He let himself down once, but Dot’s Ryan didn’t quit; lacrosse is still his game

Liam Ryan

On the field, Liam Ryan wasn’t a late bloomer – it just took people a little while to notice he’d already blossomed.

The 20-year-old Neponset native and lacrosse standout at Rivier University in Nashua, NH, scored 35 goals and racked up 55 points in 17 games in his sophomore season for the Raiders to earn Greater Northeast Athletic Conference all-league honors, voted on by the conference’s nine head coaches. Along the way, he captured consecutive GNAC player of the week awards in April for scoring 12 goals and tallying 10 assists in four games.
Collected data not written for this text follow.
#![forbid(unsafe_code)]

pub mod interior_point;

pub use interior_point::ClarabelBackend;
use crate::math::{dot, interval_violation, norm_inf, Scalar};
use serde::{Deserialize, Serialize};
use sprs::{CsMat, TriMat};
use thiserror::Error;

#[derive(Debug, Error)]
pub enum ProblemError {
    #[error("dimension mismatch: {0}")]
    DimensionMismatch(String),
    #[error("invalid structure: {0}")]
    InvalidStructure(String),
}

pub type ProblemResult<T> = Result<T, ProblemError>;

/// Compressed sparse column matrix in the layout expected by conic solvers.
#[derive(Debug, Clone, PartialEq, Serialize, Deserialize)]
pub struct CscMatrix {
    pub nrows: usize,
    pub ncols: usize,
    pub indptr: Vec<usize>,
    pub indices: Vec<usize>,
    pub data: Vec<Scalar>,
}

impl CscMatrix {
    pub fn zeros(nrows: usize, ncols: usize) -> Self {
        Self {
            nrows,
            ncols,
            indptr: vec![0; ncols + 1],
            indices: Vec::new(),
            data: Vec::new(),
        }
    }

    /// Assembles a matrix from `(row, col, value)` entries; duplicates are summed.
    pub fn from_triplets(
        nrows: usize,
        ncols: usize,
        triplets: &[(usize, usize, Scalar)],
    ) -> ProblemResult<Self> {
        let mut tri = TriMat::with_capacity((nrows, ncols), triplets.len());
        for &(row, col, value) in triplets {
            if row >= nrows || col >= ncols {
                return Err(ProblemError::DimensionMismatch(format!(
                    "entry ({row}, {col}) outside {nrows}x{ncols} matrix"
                )));
            }
            tri.add_triplet(row, col, value);
        }
        let csc: CsMat<Scalar> = tri.to_csc();
        let (indptr, indices, data) = csc.into_raw_storage();
        Ok(Self {
            nrows,
            ncols,
            indptr,
            indices,
            data,
        })
    }

    pub fn nnz(&self) -> usize {
        self.data.len()
    }

    pub fn validate(&self) -> ProblemResult<()> {
        if self.indptr.len() != self.ncols + 1 {
            return Err(ProblemError::DimensionMismatch(format!(
                "indptr length {} != ncols + 1 ({})",
                self.indptr.len(),
                self.ncols + 1
            )));
        }
        if self.indices.len() != self.data.len() {
            return Err(ProblemError::DimensionMismatch(format!(
                "indices length {} != data length {}",
                self.indices.len(),
                self.data.len()
            )));
        }
        if self.indptr[0] != 0 || self.indptr[self.ncols] != self.nnz() {
            return Err(ProblemError::InvalidStructure(
                "indptr must start at 0 and end at nnz".into(),
            ));
        }
        for col in 0..self.ncols {
            let (start, end) = (self.indptr[col], self.indptr[col + 1]);
            if start > end {
                return Err(ProblemError::InvalidStructure(format!(
                    "indptr decreases at column {col}"
                )));
            }
            let rows = &self.indices[start..end];
            if rows.iter().any(|&row| row >= self.nrows) {
                return Err(ProblemError::InvalidStructure(format!(
                    "row index out of range in column {col}"
                )));
            }
            if rows.windows(2).any(|pair| pair[0] >= pair[1]) {
                return Err(ProblemError::InvalidStructure(format!(
                    "row indices of column {col} are not strictly increasing"
                )));
            }
        }
        if self.data.iter().any(|value| !value.is_finite()) {
            return Err(ProblemError::InvalidStructure(
                "matrix contains non-finite entries".into(),
            ));
        }
        Ok(())
    }

    pub fn is_upper_triangular(&self) -> bool {
        (0..self.ncols).all(|col| {
            self.indices[self.indptr[col]..self.indptr[col + 1]]
                .iter()
                .all(|&row| row <= col)
        })
    }

    pub fn multiply(&self, x: &[Scalar]) -> Vec<Scalar> {
        assert_eq!(x.len(), self.ncols, "matrix-vector dimension mismatch");
        let mut out = vec![0.0; self.nrows];
        for (col, &xc) in x.iter().enumerate() {
            for idx in self.indptr[col]..self.indptr[col + 1] {
                out[self.indices[idx]] += self.data[idx] * xc;
            }
        }
        out
    }

    /// `0.5 * x' P x` where `self` stores only the upper triangle of `P`.
    fn half_quadratic_form(&self, x: &[Scalar]) -> Scalar {
        let mut acc = 0.0;
        for (col, &xc) in x.iter().enumerate() {
            for idx in self.indptr[col]..self.indptr[col + 1] {
                let row = self.indices[idx];
                let term = self.data[idx] * x[row] * xc;
                acc += if row == col { 0.5 * term } else { term };
            }
        }
        acc
    }

    /// Stacks `self` on top of `below`.
    pub fn vstack(&self, below: &CscMatrix) -> ProblemResult<Self> {
        if self.ncols != below.ncols {
            return Err(ProblemError::DimensionMismatch(format!(
                "cannot stack {} columns over {} columns",
                self.ncols, below.ncols
            )));
        }
        let mut indptr = Vec::with_capacity(self.ncols + 1);
        let mut indices = Vec::with_capacity(self.nnz() + below.nnz());
        let mut data = Vec::with_capacity(self.nnz() + below.nnz());
        indptr.push(0);
        for col in 0..self.ncols {
            let upper = self.indptr[col]..self.indptr[col + 1];
            indices.extend_from_slice(&self.indices[upper.clone()]);
            data.extend_from_slice(&self.data[upper]);
            let lower = below.indptr[col]..below.indptr[col + 1];
            indices.extend(below.indices[lower.clone()].iter().map(|row| row + self.nrows));
            data.extend_from_slice(&below.data[lower]);
            indptr.push(indices.len());
        }
        Ok(Self {
            nrows: self.nrows + below.nrows,
            ncols: self.ncols,
            indptr,
            indices,
            data,
        })
    }
}

/// Rows of `matrix * x` compared against `rhs`.
#[derive(Debug, Clone, PartialEq, Serialize, Deserialize)]
pub struct LinearConstraints {
    pub matrix: CscMatrix,
    pub rhs: Vec<Scalar>,
}

impl LinearConstraints {
    pub fn len(&self) -> usize {
        self.rhs.len()
    }

    pub fn is_empty(&self) -> bool {
        self.rhs.is_empty()
    }

    fn validate(&self, nvars: usize) -> ProblemResult<()> {
        self.matrix.validate()?;
        if self.matrix.ncols != nvars {
            return Err(ProblemError::DimensionMismatch(format!(
                "constraint matrix columns {} != nvars {}",
                self.matrix.ncols, nvars
            )));
        }
        if self.matrix.nrows != self.rhs.len() {
            return Err(ProblemError::DimensionMismatch(format!(
                "constraint rows {} != rhs len {}",
                self.matrix.nrows,
                self.rhs.len()
            )));
        }
        if self.rhs.iter().any(|value| !value.is_finite()) {
            return Err(ProblemError::InvalidStructure(
                "constraint right-hand side contains non-finite entries".into(),
            ));
        }
        Ok(())
    }
}

/// `minimize 0.5 x'Px + q'x + constant`
/// subject to `equalities.matrix x = equalities.rhs`
/// and `inequalities.matrix x <= inequalities.rhs`.
///
/// `quadratic` holds the upper triangle of `P` only.
#[derive(Debug, Clone, PartialEq, Serialize, Deserialize)]
pub struct QuadraticProgram {
    pub quadratic: CscMatrix,
    pub linear: Vec<Scalar>,
    #[serde(default)]
    pub constant: Scalar,
    pub equalities: Option<LinearConstraints>,
    pub inequalities: Option<LinearConstraints>,
}

impl QuadraticProgram {
    pub fn nvars(&self) -> usize {
        self.linear.len()
    }

    pub fn n_equalities(&self) -> usize {
        self.equalities.as_ref().map_or(0, LinearConstraints::len)
    }

    pub fn n_inequalities(&self) -> usize {
        self.inequalities.as_ref().map_or(0, LinearConstraints::len)
    }

    pub fn validate(&self) -> ProblemResult<()> {
        let n = self.nvars();
        self.quadratic.validate()?;
        if self.quadratic.ncols != n || self.quadratic.nrows != n {
            return Err(ProblemError::DimensionMismatch(format!(
                "quadratic matrix must be square and match variable dimension {n}"
            )));
        }
        if !self.quadratic.is_upper_triangular() {
            return Err(ProblemError::InvalidStructure(
                "quadratic matrix must only store its upper triangle".into(),
            ));
        }
        if self.linear.iter().any(|value| !value.is_finite()) || !self.constant.is_finite() {
            return Err(ProblemError::InvalidStructure(
                "objective contains non-finite entries".into(),
            ));
        }
        if let Some(eq) = &self.equalities {
            eq.validate(n)?;
        }
        if let Some(ineq) = &self.inequalities {
            ineq.validate(n)?;
        }
        Ok(())
    }

    pub fn objective(&self, x: &[Scalar]) -> Scalar {
        self.quadratic.half_quadratic_form(x) + dot(&self.linear, x) + self.constant
    }

    /// Largest equality residual or inequality excess at `x`.
    pub fn constraint_violation(&self, x: &[Scalar]) -> Scalar {
        let mut worst: Scalar = 0.0;
        if let Some(eq) = &self.equalities {
            let residual: Vec<Scalar> = eq
                .matrix
                .multiply(x)
                .iter()
                .zip(eq.rhs.iter())
                .map(|(lhs, rhs)| lhs - rhs)
                .collect();
            worst = worst.max(norm_inf(&residual));
        }
        if let Some(ineq) = &self.inequalities {
            for (lhs, rhs) in ineq.matrix.multiply(x).iter().zip(ineq.rhs.iter()) {
                worst = worst.max(interval_violation(*lhs, Scalar::NEG_INFINITY, *rhs));
            }
        }
        worst
    }
}

#[cfg(test)]
mod tests {
    use super::*;
    use approx::assert_relative_eq;

    fn diagonal(n: usize, value: Scalar) -> CscMatrix {
        let triplets: Vec<_> = (0..n).map(|i| (i, i, value)).collect();
        CscMatrix::from_triplets(n, n, &triplets).unwrap()
    }

    #[test]
    fn triplets_sum_duplicates_and_sort_rows() {
        let matrix =
            CscMatrix::from_triplets(3, 2, &[(2, 0, 1.0), (0, 0, 2.0), (2, 0, 0.5), (1, 1, -1.0)])
                .unwrap();
        assert!(matrix.validate().is_ok());
        assert_eq!(matrix.indptr, vec![0, 2, 3]);
        assert_eq!(matrix.indices, vec![0, 2, 1]);
        assert_eq!(matrix.data, vec![2.0, 1.5, -1.0]);
        assert_eq!(matrix.multiply(&[1.0, 2.0]), vec![2.0, -2.0, 1.5]);
    }

    #[test]
    fn triplets_out_of_range_are_rejected() {
        assert!(CscMatrix::from_triplets(2, 2, &[(2, 0, 1.0)]).is_err());
    }

    #[test]
    fn vstack_offsets_lower_rows() {
        let top = diagonal(2, 1.0);
        let bottom = CscMatrix::from_triplets(1, 2, &[(0, 1, 3.0)]).unwrap();
        let stacked = top.vstack(&bottom).unwrap();
        assert!(stacked.validate().is_ok());
        assert_eq!(stacked.nrows, 3);
        assert_eq!(stacked.multiply(&[1.0, 1.0]), vec![1.0, 1.0, 3.0]);
        assert!(top.vstack(&CscMatrix::zeros(1, 3)).is_err());
    }

    #[test]
    fn qp_validation_passes() {
        let n = 3;
        let qp = QuadraticProgram {
            quadratic: diagonal(n, 2.0),
            linear: vec![1.0; n],
            constant: 0.0,
            equalities: None,
            inequalities: Some(LinearConstraints {
                matrix: diagonal(n, 1.0),
                rhs: vec![1.0; n],
            }),
        };
        assert!(qp.validate().is_ok());
    }

    #[test]
    fn qp_rejects_lower_triangle_and_mismatch() {
        let lower = CscMatrix::from_triplets(2, 2, &[(0, 0, 1.0), (1, 0, 0.5), (1, 1, 1.0)])
            .unwrap();
        let qp = QuadraticProgram {
            quadratic: lower,
            linear: vec![0.0; 2],
            constant: 0.0,
            equalities: None,
            inequalities: None,
        };
        assert!(qp.validate().is_err());

        let qp = QuadraticProgram {
            quadratic: diagonal(2, 1.0),
            linear: vec![0.0; 2],
            constant: 0.0,
            equalities: Some(LinearConstraints {
                matrix: diagonal(2, 1.0),
                rhs: vec![1.0],
            }),
            inequalities: None,
        };
        assert!(qp.validate().is_err());
    }

    #[test]
    fn objective_and_violation() {
        // (x0 - 1)^2 + (x1 - 2)^2 = 0.5 * x'(2I)x - 2 x0 - 4 x1 + 5
        let qp = QuadraticProgram {
            quadratic: diagonal(2, 2.0),
            linear: vec![-2.0, -4.0],
            constant: 5.0,
            equalities: Some(LinearConstraints {
                matrix: CscMatrix::from_triplets(1, 2, &[(0, 0, 1.0), (0, 1, 1.0)]).unwrap(),
                rhs: vec![3.0],
            }),
            inequalities: Some(LinearConstraints {
                matrix: diagonal(2, 1.0),
                rhs: vec![0.5, 5.0],
            }),
        };
        assert_relative_eq!(qp.objective(&[1.0, 2.0]), 0.0, epsilon = 1e-12);
        assert_relative_eq!(qp.objective(&[0.0, 0.0]), 5.0, epsilon = 1e-12);
        assert_relative_eq!(qp.constraint_violation(&[1.0, 2.0]), 0.5, epsilon = 1e-12);
        assert_relative_eq!(qp.constraint_violation(&[0.5, 2.5]), 0.0, epsilon = 1e-12);
    }
}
More staggering than Ryan’s 2016 statistics, though, are their improbability. He didn’t start a single game at BC High in 2013, when he was a junior midfielder, and he didn’t play a single game the following season due to academic ineligibility. After his senior season in football, a sport for which he was being recruited by Bridgewater State as a strong safety, Ryan plunged into a cycle of time mismanagement, and his grades suffered accordingly.

He was barred from practicing with the team, but that didn’t deter him from working on his game. “I still played, even if it was by myself,” Ryan said in an interview. “You can always practice on your own – lots of wall ball, conditioning, working out. I kept at it.”

Two years later, those close to Ryan frame the suspension as a positive learning experience.

“It could have been the best thing for Liam,” said his father Billy, a lifelong Neponset resident and the soccer coach at BC High. “He hit a bump in the road academically after football season, but he recalculated his career path and rededicated himself to being a top student-athlete. That work ethic carried into college. He continues to be a hard worker, and that’s, I think, what separates him.”

Ryan’s coach at BC High, Tim Kelly, agreed. “I just talked to him the other day,” Kelly, who is now at Roxbury Latin, said. “We talked about his senior year, and he was very gracious about it. It was probably a good thing for him, allowed him to re-orient himself academically. That makes it even more impressive that he stuck with it and continued on into college to do the things he’s doing.”

By all accounts, Ryan’s all-conference performance on the field is commensurate with his accomplishments in the classroom, where he studies criminal justice. After graduation, he hopes to return to his hometown and use his degree to become a police officer or firefighter.

“I’ve lived in Dorchester my whole life and want to give back to the community where I was raised,” he said, and “be someone who can watch over it.”